DIN 10118:2018 pdf download.Microbiological analysis of foodstuffs – Detection of verotoxins in food derived from animals using an immunological test system.
5 Chemikalien, Reagenzien und Nährböden
5.1 Allgemeines
Zur Ublichen Laborpraxis siehe DIN EN ISO 7218 [1] und DIN EN ISO 11133 [2].
Die Nährmedienbestandteile und Chemikalien mUssen für mikrobiologische und immunchemische Zwecke geeignet sein. Urn vergleichbare Ergebnisse zu erhalten, soilten eindeutig dekiarierte Nährrnedienbestandteile und analysenreine Chemikalien oder Trockennährmedien verwendet werden. Den Anweisungen des Herstellers ist strikt zu folgen.
Das verwendete Wasser rnuss entweder in Glasgeraten destilliert oder demineralisiert und mindestens von entsprechender Reinheit sein. Es darf keine Bestandteile enthalten, die das Wachstum von Mikroorganismen beeinflussen.
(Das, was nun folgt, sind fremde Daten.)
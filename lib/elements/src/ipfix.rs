//! IANA IPFIX information elements.
//!
//! https://www.iana.org/assignments/ipfix/ipfix.xhtml
//!
//! Only elements that exporters are known to send are listed, anything else
//! is resolved as raw octets by the decoder.

use crate::Element;
use crate::Kind::*;

pub const OCTET_DELTA_COUNT: u16 = 1;
pub const PACKET_DELTA_COUNT: u16 = 2;
pub const PROTOCOL_IDENTIFIER: u16 = 4;
pub const SOURCE_TRANSPORT_PORT: u16 = 7;
pub const SOURCE_IPV4_ADDRESS: u16 = 8;
pub const INGRESS_INTERFACE: u16 = 10;
pub const DESTINATION_TRANSPORT_PORT: u16 = 11;
pub const DESTINATION_IPV4_ADDRESS: u16 = 12;
pub const EGRESS_INTERFACE: u16 = 14;
pub const SOURCE_IPV6_ADDRESS: u16 = 27;
pub const DESTINATION_IPV6_ADDRESS: u16 = 28;
pub const SAMPLING_INTERVAL: u16 = 34;
pub const SAMPLING_ALGORITHM: u16 = 35;
pub const SOURCE_MAC_ADDRESS: u16 = 56;
pub const INTERFACE_NAME: u16 = 82;
pub const EXPORTING_PROCESS_ID: u16 = 144;
pub const FLOW_START_MILLISECONDS: u16 = 152;
pub const FLOW_END_MILLISECONDS: u16 = 153;
pub const DATA_RECORDS_RELIABILITY: u16 = 276;
pub const SAMPLING_PROBABILITY: u16 = 311;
Geeignete Fertignahrmedien, Reagenzien oder Testkits sind im Fachhandel erhältlich und dürfen eingesetzt werden, soweit sie in ihrer Zusammensetzung den beschriebenen Nährmedien, Reagenzien und Testkits entsprechen oder nur geringfugig bei vergleichbarer Wirksamkeit von diesen abweichen.
7 Probenahme
Es 1st wichtig, dass das Labor eine Probe erhält, die repräsentativ 1st und während des Transports oder der Lagerung nicht beschädigt oder verändert wurde. Em Tell der Probe soilte für eventuelle Nachuntersuchungen tiefgekuhlt gelagert werden.
Die Probenahme 1st kein Bestandteil des in diesem Dokument festgelegten Verfahrens. Liegt keine spezifische Norm für die Probenahme des betreffenden Produktes vor, wird den beteiligten Vertragspartnern empfohlen, diesbezuglich elne Vereinbarung zu treffen.
8 Probenvorbereitung
Die Probenvorbereitung erfolgt nach DIN EN ISO 6887-1 und DIN EN ISO 6887-2, DIN EN ISO 6887-3, DIN EN ISO 6887-4, DIN EN ISO 6887-5 oder DIN EN ISO 6887-6.
9 Durchfuhrung
9.1 Prufmenge und ErstverdUnnung
Nach DIN EN ISO 6887-1 und die für die Untersuchungsprobe gecignete Norm DIN EN ISO 6887 Tell 2 bis 6.
9.2 Voranreicherung
25 g der nach Abschnitt 8 und Unterabschnitt 9.1 vorbereiteten Probe werden unter sterilen Bedingungen zu 225 ml modifizierter Caseinpepton-Sojamehipepton-Boulilon mit Zusatz von Novobiocin (5.2.3), jeweils vortemperiert auf 37 °C, hinzugefugt, in sterilen Kunststoffbeuteln im Beutelwalkmischer (6.5) für 2 mm bei mittlerer Geschwindigkeit homogenisiert und in einem Erlenmeyerkolhen (6.16) 6 h ± 15 mm im Schüttelinkubator bei (37 ± 1) °C, und 100 min1 Umdrehungen (6.9) inkubiert.
9.3 Verotoxinnachweis
9.3.1 Anreicherung
1 ml der Voranreicherungskultur (9.2) werden unter sterilen Bedingungen zu 4 ml mTSB mit Zusatz von Mitomycin C oder elnes anderen Enhancers (5.3) gegeben und in elnem Polypropylenrohrchen (6.14) 16 h bis 18 h im Schüttelinkubator (6.10) bel 37 °C und 160 min1 bis 180 m1n1 bewegt.DIN 10118 pdf download.